> **Problem details**
Copy every line of the data that contains the string "self".

*** The input ***

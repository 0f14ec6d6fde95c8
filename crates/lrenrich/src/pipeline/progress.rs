use std::time::Duration;

use tracing::info;

/// Events emitted by the batch orchestrator while a run progresses.
/// Purely advisory; nothing branches on them.
#[derive(Debug, Clone, PartialEq)]
pub enum ProgressEvent {
    BatchCompleted {
        batch: usize,
        batches: usize,
        processed: u64,
        total: u64,
        elapsed: Duration,
        avg_per_item: Duration,
        eta: Option<Duration>,
    },
    Finished {
        processed: u64,
        successful: u64,
        failed: u64,
        skipped: u64,
        elapsed: Duration,
        interrupted: bool,
    },
}

pub trait ProgressReporter: Send + Sync {
    fn report(&self, event: ProgressEvent);
}

/// No-op reporter for unit tests.
pub struct NoopProgress;

impl ProgressReporter for NoopProgress {
    fn report(&self, _event: ProgressEvent) {}
}

/// Writes progress to the log.
pub struct LogProgress;

impl ProgressReporter for LogProgress {
    fn report(&self, event: ProgressEvent) {
        match event {
            ProgressEvent::BatchCompleted {
                batch,
                batches,
                processed,
                total,
                elapsed,
                avg_per_item,
                eta,
            } => {
                let eta = eta
                    .map(|d| {
                        let finish = chrono::Local::now()
                            + chrono::Duration::from_std(d).unwrap_or_else(|_| chrono::Duration::zero());
                        format!("{} (in {}s)", finish.format("%H:%M:%S"), d.as_secs())
                    })
                    .unwrap_or_else(|| "unknown".to_string());
                info!(
                    "Batch {}/{} done: {}/{} images in {:.1}s ({:.2}s/image), ETA {}",
                    batch,
                    batches,
                    processed,
                    total,
                    elapsed.as_secs_f64(),
                    avg_per_item.as_secs_f64(),
                    eta
                );
            }
            ProgressEvent::Finished {
                processed,
                successful,
                failed,
                skipped,
                elapsed,
                interrupted,
            } => {
                info!(
                    processed,
                    successful,
                    failed,
                    skipped,
                    interrupted,
                    "Run finished in {:.1}s",
                    elapsed.as_secs_f64()
                );
            }
        }
    }
}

***

> **Solved exercise**
    fn report(&self, event: ProgressEvent);
    fn report(&self, _event: ProgressEvent) {}
    fn report(&self, event: ProgressEvent) {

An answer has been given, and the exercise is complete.